Personages déssinés sur des boules en bois.
Personages déssinés sur des boules en bois. Crédits : David Malan - Getty

« Pour qu’il y ait de la mixité il faut qu’il y ait de la mixité. Parce que si ce n’est pas de la mixité, hé bien ce n’est pas de la mixité. »

Cette sortie alambiquée du personnage d’Edouard Baer dans « La lutte des classes » résume le nuage brumeux qui entoure la notion de mixité sociale. Elle se pose alors comme une ambition rêvée, confrontée à une infinité d’ambiguïtés et de limites dans le réel.

C’est une fiction qui se joue d’abord dans la tête des protagonistes. Le couple incarné par Edouard Baer et Leila Beihkti s’est installé dans une maison en Seine Saint Denis à Bagnolet. Ils sont une image de la gentrification des quartiers populaires doublée de convictions « socialement conscientes » comme on dit - ou de gauche puisque c’est le sujet de prédilection du cinéma de Michel Leclerc depuis « Le nom des gens ». 

On l’a entendu dans l’extrait lorsqu’il s’agit pour ce couple d’expliquer à leurs fils Corentin pourquoi il restera à « Jean Jo » l’école publique Jean Jaurès et n’ira pas dans le privé à Saint Benoît, comme ses amis Jules et Milo : l’argumentation patine…Pourtant ils sont venus là, aux pieds des tours où la maman a grandi, avec cet idéal d’émancipation et d’égalité des chances. Elle est d’origine maghrébine, fille de la méritocratie républicaine (même si on a voulu l’orienter à l’époque vers un BTS couture), et aujourd’hui avocate elle veut que son fils aille dans le public…Pare ce que... Pare ce qu’elle y croit, comme son compagnon musicien.

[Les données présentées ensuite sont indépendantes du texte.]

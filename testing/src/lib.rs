//! # CeluStock Testing
//!
//! Testing utilities for the CeluStock engine:
//! - Mock implementations of environment traits (`FixedClock`,
//!   `MemorySnapshots`)
//! - The [`ReducerTest`] Given-When-Then builder
//! - Assertion helpers for effects

use chrono::{DateTime, Utc};
use celustock_core::reducer::environment::{Clock, SnapshotStore};

/// Mock implementations of environment traits.
pub mod mocks {
    use super::{Clock, DateTime, SnapshotStore, Utc};
    use celustock_core::snapshot::SnapshotError;
    use celustock_core::types::PhoneRecord;
    use std::sync::Mutex;

    /// Fixed clock for deterministic tests.
    ///
    /// Always returns the same time, making tests reproducible.
    #[derive(Debug, Clone)]
    pub struct FixedClock {
        time: DateTime<Utc>,
    }

    impl FixedClock {
        /// Create a new fixed clock with the given time.
        #[must_use]
        pub const fn new(time: DateTime<Utc>) -> Self {
            Self { time }
        }
    }

    impl Clock for FixedClock {
        fn now(&self) -> DateTime<Utc> {
            self.time
        }
    }

    /// Create a default fixed clock for tests (2025-01-01 00:00:00 UTC).
    ///
    /// # Panics
    ///
    /// This function will panic if the hardcoded timestamp fails to parse,
    /// which should never happen in practice.
    #[must_use]
    #[allow(clippy::expect_used)]
    pub fn test_clock() -> FixedClock {
        FixedClock::new(
            DateTime::parse_from_rfc3339("2025-01-01T00:00:00Z")
                .expect("hardcoded timestamp should always parse")
                .with_timezone(&Utc),
        )
    }

    /// In-memory snapshot store that records every save.
    #[derive(Debug, Default)]
    pub struct MemorySnapshots {
        saves: Mutex<Vec<Vec<PhoneRecord>>>,
    }

    impl MemorySnapshots {
        /// Creates an empty store.
        #[must_use]
        pub fn new() -> Self {
            Self::default()
        }

        /// How many times `save` was called.
        #[must_use]
        pub fn save_count(&self) -> usize {
            self.lock().len()
        }

        /// The records from the most recent save, if any.
        #[must_use]
        pub fn last_save(&self) -> Option<Vec<PhoneRecord>> {
            self.lock().last().cloned()
        }

        fn lock(&self) -> std::sync::MutexGuard<'_, Vec<Vec<PhoneRecord>>> {
            match self.saves.lock() {
                Ok(guard) => guard,
                Err(poisoned) => poisoned.into_inner(),
            }
        }
    }

    impl SnapshotStore for MemorySnapshots {
        fn save(&self, records: &[PhoneRecord]) -> Result<(), SnapshotError> {
            self.lock().push(records.to_vec());
            Ok(())
        }
    }
}


// Re-export commonly used items
pub use mocks::{test_clock, FixedClock, MemorySnapshots};
pub use reducer_test::{assertions, ReducerTest};
//! The reducer abstraction the engine is built on.
//!
//! Business logic lives in pure-ish reducers: `(State, Command, Environment)
//! → Result<(Event, Effects), Error>`. A command either fully applies —
//! mutating state and describing any side effects to run — or fails without
//! touching state. Side effects are descriptions, not executions; the store
//! runtime owns running them.

use smallvec::SmallVec;
use std::future::Future;
use std::pin::Pin;

/// Effects returned by a single `reduce` call.
pub type Effects<C> = SmallVec<[Effect<C>; 4]>;

/// A description of a side effect to be executed by the store runtime.
///
/// Effects are values. Returning one from a reducer does nothing by itself;
/// the runtime spawns them after the state change has been committed.
pub enum Effect<C> {
    /// No-op effect.
    None,

    /// Arbitrary async computation.
    ///
    /// Returns `Option<C>` — when `Some`, the command is fed back into the
    /// reducer as a follow-up.
    Future(Pin<Box<dyn Future<Output = Option<C>> + Send>>),
}

// Manual Debug implementation since Future doesn't implement Debug
impl<C> std::fmt::Debug for Effect<C> {
    fn fmt(&self, f: &mut std::fmt::Formatter<'_>) -> std::fmt::Result {
        match self {
            Self::None => write!(f, "Effect::None"),
            Self::Future(_) => write!(f, "Effect::Future(<future>)"),
        }
    }
}

impl<C> Effect<C> {
    /// Wraps an async computation as an effect.
    pub fn future<F>(fut: F) -> Self
    where
        F: Future<Output = Option<C>> + Send + 'static,
    {
        Self::Future(Box::pin(fut))
    }
}

/// The Reducer trait — core abstraction for business logic.
///
/// A reducer validates a command against the current state, applies it, and
/// returns the event that happened together with effect descriptions. On
/// error, state is left exactly as it was.
pub trait Reducer {
    /// The state type this reducer operates on.
    type State;

    /// Requests to change state.
    type Command;

    /// Facts describing an applied change, carrying the affected data.
    type Event;

    /// Typed rejection of a command.
    type Error;

    /// Injected dependencies.
    type Environment;

    /// Processes one command.
    ///
    /// # Errors
    ///
    /// Returns the reducer's error type when the command is rejected;
    /// rejection never leaves a partial mutation behind.
    fn reduce(
        &self,
        state: &mut Self::State,
        command: Self::Command,
        env: &Self::Environment,
    ) -> Result<(Self::Event, Effects<Self::Command>), Self::Error>;
}

/// Environment traits — dependencies injected into reducers.
pub mod environment {
    use chrono::{DateTime, Utc};

    use crate::snapshot::SnapshotError;
    use crate::types::PhoneRecord;

    /// Clock trait — abstracts time operations for testability.
    pub trait Clock: Send + Sync {
        /// Get the current time.
        fn now(&self) -> DateTime<Utc>;
    }

    /// Production clock backed by the system time.
    #[derive(Clone, Copy, Debug, Default)]
    pub struct SystemClock;

    impl Clock for SystemClock {
        fn now(&self) -> DateTime<Utc> {
            Utc::now()
        }
    }

    /// Destination for inventory snapshots, written after every
    /// phone-mutating event.
    pub trait SnapshotStore: Send + Sync {
        /// Persists the full active set.
        ///
        /// # Errors
        ///
        /// Returns a [`SnapshotError`] when the snapshot cannot be written.
        fn save(&self, records: &[PhoneRecord]) -> Result<(), SnapshotError>;
    }
}

#[cfg(test)]
mod tests {
    use super::*;

    #[test]
    fn effect_debug_does_not_require_future_debug() {
        let none: Effect<u32> = Effect::None;
        assert_eq!(format!("{none:?}"), "Effect::None");

        let fut: Effect<u32> = Effect::future(async { None });
        assert_eq!(format!("{fut:?}"), "Effect::Future(<future>)");
    }
}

Seulement, chaque matin la mixité sociale se fissure le long du chemin de l’école. Être blanc n’est pas une couleur, c’est une classe, et les parents des maisons montent dans leur voiture déposer les Milo et les Jules dans le privé, tandis que les parents des tours accompagnent les Ryan et les Hadama dans le public. Alors les convictions se compliquent. 

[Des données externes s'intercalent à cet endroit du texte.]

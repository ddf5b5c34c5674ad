//! # CeluStock Core
//!
//! The inventory & sales state engine for a small phone retailer.
//!
//! ## Core concepts
//!
//! - **State**: [`state::EngineState`] — the active phone set, history
//!   ledger, customer queue, and sales history.
//! - **Command**: [`engine::EngineCommand`] — every request to change state.
//! - **Reducer**: [`engine::EngineReducer`] — validates a command fully,
//!   applies it, and returns the [`engine::EngineEvent`] that happened plus
//!   side-effect descriptions.
//! - **Effect**: [`reducer::Effect`] — side effects as values (snapshot
//!   writes), executed by the store runtime.
//! - **Environment**: [`engine::EngineEnvironment`] — injected clock and
//!   snapshot destination.
//!
//! Analytics ([`analytics`]) are pure projections over the state and are
//! recomputed on demand, never cached.

// Re-export commonly used types
pub use chrono::{DateTime, Utc};
pub use smallvec::SmallVec;

pub mod analytics;
pub mod engine;
pub mod error;
pub mod history;
pub mod queue;
pub mod reducer;
pub mod seed;
pub mod snapshot;
pub mod state;
pub mod types;

pub use engine::{EngineCommand, EngineEnvironment, EngineEvent, EngineReducer, UndoOutcome};
pub use error::EngineError;
pub use state::EngineState;
pub use types::{Money, PhoneId, PhoneRecord, PhoneStatus, PhoneUpdate};
//! Customer queue handlers.
//!
//! Attending a customer and selling a phone are deliberately separate
//! operations; the client sequences them. Nothing here reserves stock.

use axum::extract::State;
use axum::http::StatusCode;
use axum::Json;
use serde::Deserialize;

use celustock_core::queue::CustomerQueueEntry;
use celustock_core::{EngineCommand, EngineEvent};

use crate::error::AppError;
use crate::handlers::inventory::unexpected;
use crate::state::AppState;

/// GET `/api/queue` — waiting customers in service order.
pub async fn list(State(state): State<AppState>) -> Json<Vec<CustomerQueueEntry>> {
    let entries = state
        .store
        .state(|s| s.queue.iter().cloned().collect())
        .await;
    Json(entries)
}

/// Request body for joining the queue.
#[derive(Debug, Deserialize)]
pub struct EnqueueRequest {
    /// Customer name.
    pub nombre: String,
    /// Model of interest (free text).
    pub modelo_interes: String,
}

/// POST `/api/queue`
pub async fn enqueue(
    State(state): State<AppState>,
    Json(body): Json<EnqueueRequest>,
) -> Result<(StatusCode, Json<CustomerQueueEntry>), AppError> {
    let event = state
        .store
        .send(EngineCommand::EnqueueCustomer {
            name: body.nombre,
            interested_model: body.modelo_interes,
        })
        .await?;

    match event {
        EngineEvent::CustomerEnqueued { entry } => Ok((StatusCode::CREATED, Json(entry))),
        other => Err(unexpected(&other)),
    }
}

/// POST `/api/queue/attend` — serves the longest-waiting customer.
pub async fn attend_next(
    State(state): State<AppState>,
) -> Result<Json<CustomerQueueEntry>, AppError> {
    let event = state.store.send(EngineCommand::AttendNext).await?;

    match event {
        EngineEvent::CustomerAttended { customer, .. } => Ok(Json(customer)),
        other => Err(unexpected(&other)),
    }
}
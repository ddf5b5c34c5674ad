//! Health check endpoint.
//!
//! Used by load balancers and monitoring to verify the service is up and
//! to get a cheap view of the in-memory state sizes.

use axum::{extract::State, Json};
use serde::Serialize;

use crate::state::AppState;

/// Health response body.
#[derive(Debug, Serialize)]
pub struct HealthResponse {
    /// Always `"ok"` when the process is serving.
    pub status: &'static str,
    /// Records in the active set.
    pub inventario: usize,
    /// Waiting customers.
    pub cola: usize,
    /// Ledger entries.
    pub historial: usize,
}

/// GET `/health`
pub async fn health_check(State(state): State<AppState>) -> Json<HealthResponse> {
    let (inventario, cola, historial) = state
        .store
        .state(|s| (s.count(), s.queue.len(), s.ledger.len()))
        .await;

    Json(HealthResponse {
        status: "ok",
        inventario,
        cola,
        historial,
    })
}
//! Pure dashboard analytics over the engine state.
//!
//! Everything here is a projection: recomputed on demand from the active
//! set and the sales history, never cached, never mutated. Empty inputs
//! yield zero-valued statistics; no computation can fail or produce
//! NaN/infinite values.

use chrono::{DateTime, Datelike, Utc};
use serde::{Deserialize, Serialize};
use std::collections::BTreeMap;

use crate::state::EngineState;
use crate::types::Money;

/// Spanish month abbreviations used for trend labels.
const MONTH_LABELS: [&str; 12] = [
    "Ene", "Feb", "Mar", "Abr", "May", "Jun", "Jul", "Ago", "Sep", "Oct", "Nov", "Dic",
];

/// Tuning knobs for the aggregation. Callers configure once at startup.
#[derive(Clone, Debug)]
pub struct StatsConfig {
    /// Ascending price boundaries; each consecutive pair forms a
    /// `[from, to)` segment and the last boundary opens an unbounded one.
    pub segment_boundaries: Vec<Money>,
    /// How many top models / top sellers to report.
    pub top_n: usize,
    /// Default trailing window (in months) for the trend series.
    pub trend_periods: u32,
}

impl Default for StatsConfig {
    fn default() -> Self {
        Self {
            segment_boundaries: vec![
                Money::from_units(10_000),
                Money::from_units(15_000),
                Money::from_units(20_000),
                Money::from_units(25_000),
            ],
            top_n: 5,
            trend_periods: 6,
        }
    }
}

/// One price histogram bucket. `to` is absent for the last, unbounded one.
#[derive(Clone, Debug, PartialEq, Serialize, Deserialize)]
pub struct PriceSegment {
    /// Display label, e.g. `"10000-15000"` or `"25000+"`.
    pub label: String,
    /// Inclusive lower bound.
    pub from: Money,
    /// Exclusive upper bound, if bounded.
    pub to: Option<Money>,
    /// Active records falling in this bucket.
    #[serde(rename = "cantidad")]
    pub count: u64,
}

/// A model ranked by stocked units.
#[derive(Clone, Debug, PartialEq, Serialize, Deserialize)]
pub struct TopModel {
    /// Model name.
    pub model: String,
    /// Active records of this model.
    #[serde(rename = "cantidad")]
    pub count: u64,
}

/// A model ranked by sales revenue.
#[derive(Clone, Debug, PartialEq, Serialize, Deserialize)]
pub struct TopSeller {
    /// Model name.
    pub model: String,
    /// Units sold.
    #[serde(rename = "cantidad")]
    pub count: u64,
    /// Revenue from those sales.
    #[serde(rename = "ingresos")]
    pub revenue: Money,
}
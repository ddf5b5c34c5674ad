//! # CeluStock Server
//!
//! Axum HTTP API over the CeluStock engine, following the
//! "Functional Core, Imperative Shell" split:
//!
//! ```text
//! ┌─────────────────────────────────────────┐
//! │         Imperative Shell (Axum)         │  ← HTTP, JSON, CORS
//! │  - Request parsing                      │  ← Logging, tracing
//! │  - Response serialization               │
//! ├─────────────────────────────────────────┤
//! │         Functional Core                 │
//! │  - Engine reducer (pure validation      │  ← Testable at memory speed
//! │    and state transitions)               │
//! │  - Analytics projections                │
//! │  - Effect descriptions (snapshots)      │
//! └─────────────────────────────────────────┘
//! ```
//!
//! # Request flow
//!
//! 1. **HTTP request** arrives at an Axum handler
//! 2. **Extract data** from the request (JSON body, path, query)
//! 3. **Build a command** from the extracted data
//! 4. **Dispatch** the command through the [`Store`](celustock_runtime::Store)
//! 5. **Map the event** (or typed rejection) to an HTTP response

pub mod config;
pub mod currency;
pub mod error;
pub mod handlers;
pub mod state;

use axum::routing::{get, post, put};
use axum::Router;
use tower_http::cors::CorsLayer;
use tower_http::trace::TraceLayer;

// Re-export key types for convenience
pub use config::Config;
pub use error::AppError;
pub use state::{AppState, EngineStore};

/// Builds the full API router over the given application state.
pub fn router(state: AppState) -> Router {
    Router::new()
        .route("/health", get(handlers::health::health_check))
        .route(
            "/api/inventory",
            get(handlers::inventory::list).post(handlers::inventory::create),
        )
        .route(
            "/api/inventory/:id",
            put(handlers::inventory::update).delete(handlers::inventory::remove),
        )
        .route("/api/inventory/:id/sell", post(handlers::inventory::sell))
        .route("/api/undo", post(handlers::history::undo_last))
        .route("/api/history", get(handlers::history::list))
        .route(
            "/api/queue",
            get(handlers::queue::list).post(handlers::queue::enqueue),
        )
        .route("/api/queue/attend", post(handlers::queue::attend_next))
        .route("/api/stats", get(handlers::reports::stats))
        .layer(TraceLayer::new_for_http())
        .layer(CorsLayer::permissive())
        .with_state(state)
}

Il y a ces parents qui cèdent emportés par l’angoisse tyrannique des diplômes, et le fantasme de pouvoir maîtriser la réussite de leur progéniture. Et puis nos protagonistes, prêts à renier leurs convictions pour ne pas voir leur enfant souffrir d’être délaissés par ses camarades du public, ces « autres » sur qui ils projettent leur propre idée de la différence. Personne n’a raison ou tort, et le père du petit Ryan, vigile, est le premier à vouloir mettre son fils dans le privé où il pourrait mieux s’en sortir, mais il n’en a pas les moyens… 

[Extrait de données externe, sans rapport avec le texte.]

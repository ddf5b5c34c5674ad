//! Aggregate state of the store engine.
//!
//! One `EngineState` owns the active phone set, the history ledger, the
//! customer queue, and the derived sales history. All of it lives in memory
//! and is mutated only by the engine reducer.

use chrono::{DateTime, Utc};
use serde::{Deserialize, Serialize};
use std::collections::BTreeMap;

use crate::history::Ledger;
use crate::queue::CustomerQueue;
use crate::types::{Money, PhoneId, PhoneRecord};

/// A completed sale, kept independently of the live record.
///
/// Sales survive later removal of the record they came from; only undoing
/// the sale itself takes one back out.
#[derive(Clone, Debug, PartialEq, Serialize, Deserialize)]
pub struct SaleRecord {
    /// Which record was sold.
    pub phone_id: PhoneId,
    /// Model at the time of sale.
    #[serde(rename = "modelo")]
    pub model: String,
    /// Sale price.
    #[serde(rename = "precio")]
    pub price: Money,
    /// When the sale happened.
    #[serde(rename = "fecha")]
    pub sold_at: DateTime<Utc>,
}

/// The complete in-memory state of the store.
#[derive(Clone, Debug, Default, PartialEq)]
pub struct EngineState {
    /// Active phone records, keyed by id. Iteration order is id order.
    pub phones: BTreeMap<PhoneId, PhoneRecord>,
    /// Next id to hand out. Monotonic; never reset by removals.
    pub next_phone_id: u64,
    /// Reverse-chronological action log.
    pub ledger: Ledger,
    /// Waiting customers.
    pub queue: CustomerQueue,
    /// Every sale ever made, oldest first.
    pub sales: Vec<SaleRecord>,
}

impl EngineState {
    /// Creates an empty state.
    #[must_use]
    pub fn new() -> Self {
        Self {
            phones: BTreeMap::new(),
            next_phone_id: 1,
            ledger: Ledger::new(),
            queue: CustomerQueue::new(),
            sales: Vec::new(),
        }
    }

    /// Creates a state pre-populated with records, e.g. from a snapshot
    /// file. Id assignment resumes above the highest id seen.
    #[must_use]
    pub fn with_records(records: Vec<PhoneRecord>) -> Self {
        let mut state = Self::new();
        for record in records {
            state.next_phone_id = state.next_phone_id.max(record.id.value() + 1);
            state.phones.insert(record.id, record);
        }
        state
    }

    /// Number of records in the active set.
    #[must_use]
    pub fn count(&self) -> usize {
        self.phones.len()
    }

    /// Number of active records still available for sale.
    #[must_use]
    pub fn available_count(&self) -> usize {
        self.phones.values().filter(|p| p.is_available()).count()
    }

    /// Returns a record by id.
    #[must_use]
    pub fn get(&self, id: PhoneId) -> Option<&PhoneRecord> {
        self.phones.get(&id)
    }

    /// Checks whether a record exists in the active set.
    #[must_use]
    pub fn exists(&self, id: PhoneId) -> bool {
        self.phones.contains_key(&id)
    }

    /// Snapshot of the active set, ordered by id.
    #[must_use]
    pub fn to_records(&self) -> Vec<PhoneRecord> {
        self.phones.values().cloned().collect()
    }

    /// Active records with a price inside `[min, max]`, ordered by id.
    ///
    /// Either bound may be omitted to leave that side open.
    #[must_use]
    pub fn in_price_range(&self, min: Option<Money>, max: Option<Money>) -> Vec<PhoneRecord> {
        self.phones
            .values()
            .filter(|p| min.is_none_or(|m| p.price >= m))
            .filter(|p| max.is_none_or(|m| p.price <= m))
            .cloned()
            .collect()
    }
}

#[cfg(test)]
mod tests {
    use super::*;
    use crate::types::PhoneStatus;

    fn record(id: u64, price: u64) -> PhoneRecord {
        PhoneRecord {
            id: PhoneId::new(id),
            model: "iPhone 12".to_string(),
            capacity: "128GB".to_string(),
            condition: "Nuevo".to_string(),
            price: Money::from_units(price),
            status: PhoneStatus::Available,
        }
    }

    #[test]
    fn with_records_resumes_id_assignment() {
        let state = EngineState::with_records(vec![record(3, 9000), record(7, 12000)]);
        assert_eq!(state.count(), 2);
        assert_eq!(state.next_phone_id, 8);
    }

    #[test]
    fn available_count_excludes_sold() {
        let mut state = EngineState::with_records(vec![record(1, 9000), record(2, 9500)]);
        if let Some(p) = state.phones.get_mut(&PhoneId::new(1)) {
            p.status = PhoneStatus::Sold;
        }
        assert_eq!(state.count(), 2);
        assert_eq!(state.available_count(), 1);
    }

    #[test]
    fn price_range_is_inclusive_on_both_ends() {
        let state = EngineState::with_records(vec![
            record(1, 7000),
            record(2, 9000),
            record(3, 16000),
        ]);

        let hits = state.in_price_range(
            Some(Money::from_units(7000)),
            Some(Money::from_units(9000)),
        );
        assert_eq!(hits.len(), 2);
        assert_eq!(hits[0].id, PhoneId::new(1));

        let open_ended = state.in_price_range(Some(Money::from_units(9000)), None);
        assert_eq!(open_ended.len(), 2);
    }
}
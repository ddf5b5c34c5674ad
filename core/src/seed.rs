//! Seed-data generator for first boots without a snapshot file.
//!
//! Produces a plausible inventory from a fixed model/base-price table with
//! capacity surcharges and a discount for Seminuevo units.

use rand::seq::SliceRandom;
use rand::Rng;

use crate::types::{Money, PhoneId, PhoneRecord, PhoneStatus};

/// Model catalog with base prices in whole currency units.
const MODELS: [(&str, u64); 21] = [
    ("iPhone 11", 7000),
    ("iPhone 11 Pro", 8500),
    ("iPhone 11 Pro Max", 9500),
    ("iPhone 12", 9000),
    ("iPhone 12 Pro", 11000),
    ("iPhone 12 Pro Max", 12000),
    ("iPhone 13", 11000),
    ("iPhone 13 Pro", 14000),
    ("iPhone 13 Pro Max", 16000),
    ("iPhone 14", 13000),
    ("iPhone 14 Pro", 17000),
    ("iPhone 14 Pro Max", 19000),
    ("iPhone 15", 16000),
    ("iPhone 15 Pro", 21000),
    ("iPhone 15 Pro Max", 24000),
    ("iPhone 16", 19000),
    ("iPhone 16 Pro", 25000),
    ("iPhone 16 Pro Max", 28000),
    ("iPhone 17", 22000),
    ("iPhone 17 Pro", 29000),
    ("iPhone 17 Pro Max", 32000),
];

const CAPACITIES: [&str; 5] = ["64GB", "128GB", "256GB", "512GB", "1TB"];
const CONDITIONS: [&str; 2] = ["Nuevo", "Seminuevo"];

/// Generates `count` available records with ids `1..=count`.
#[must_use]
pub fn generate<R: Rng>(count: usize, rng: &mut R) -> Vec<PhoneRecord> {
    (1..=count as u64)
        .map(|id| {
            let (model, base) = MODELS[rng.gen_range(0..MODELS.len())];
            let capacity = CAPACITIES
                .choose(rng)
                .copied()
                .unwrap_or("128GB");
            let condition = CONDITIONS.choose(rng).copied().unwrap_or("Nuevo");

            let mut cents = base * 100;
            if model.contains("Pro") {
                cents += 2000 * 100;
            }
            cents += match capacity {
                "256GB" => 1500 * 100,
                "512GB" => 3000 * 100,
                "1TB" => 5000 * 100,
                _ => 0,
            };
            if condition == "Seminuevo" {
                cents = cents * 3 / 4;
            }

            PhoneRecord {
                id: PhoneId::new(id),
                model: model.to_string(),
                capacity: capacity.to_string(),
                condition: condition.to_string(),
                price: Money::from_cents(cents),
                status: PhoneStatus::Available,
            }
        })
        .collect()
}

La mixité est cette fiction de société idéale que personne ne sait définir au-delà des chiffres. Elle se tient peut-être dans un dosage complexe d’universalisme et de multiculturalisme, mais surtout elle reste profondément une fiction dans les quartiers populaires tant que l’école publique s’y effondre (au sens littéral dans le film). « Pourquoi nous on a des écoles pourries, des écoles de bougnoules ?» demandent les parents à la réunion parent-prof de Jean Jau’. On y annonce que « pour des raisons de sécurité le budget alloué à la rénovation de l’école va être utiliser pour renforcer la sécurité face aux attentats ». La différence de moyens et l’aporie du « vivre ensemble » restent, eux, bien réels. La prouesse du film est de parvenir à le dire dans une comédie qui fait de toutes ces ambivalences, le moteur d’un rire inclusif et réflexif.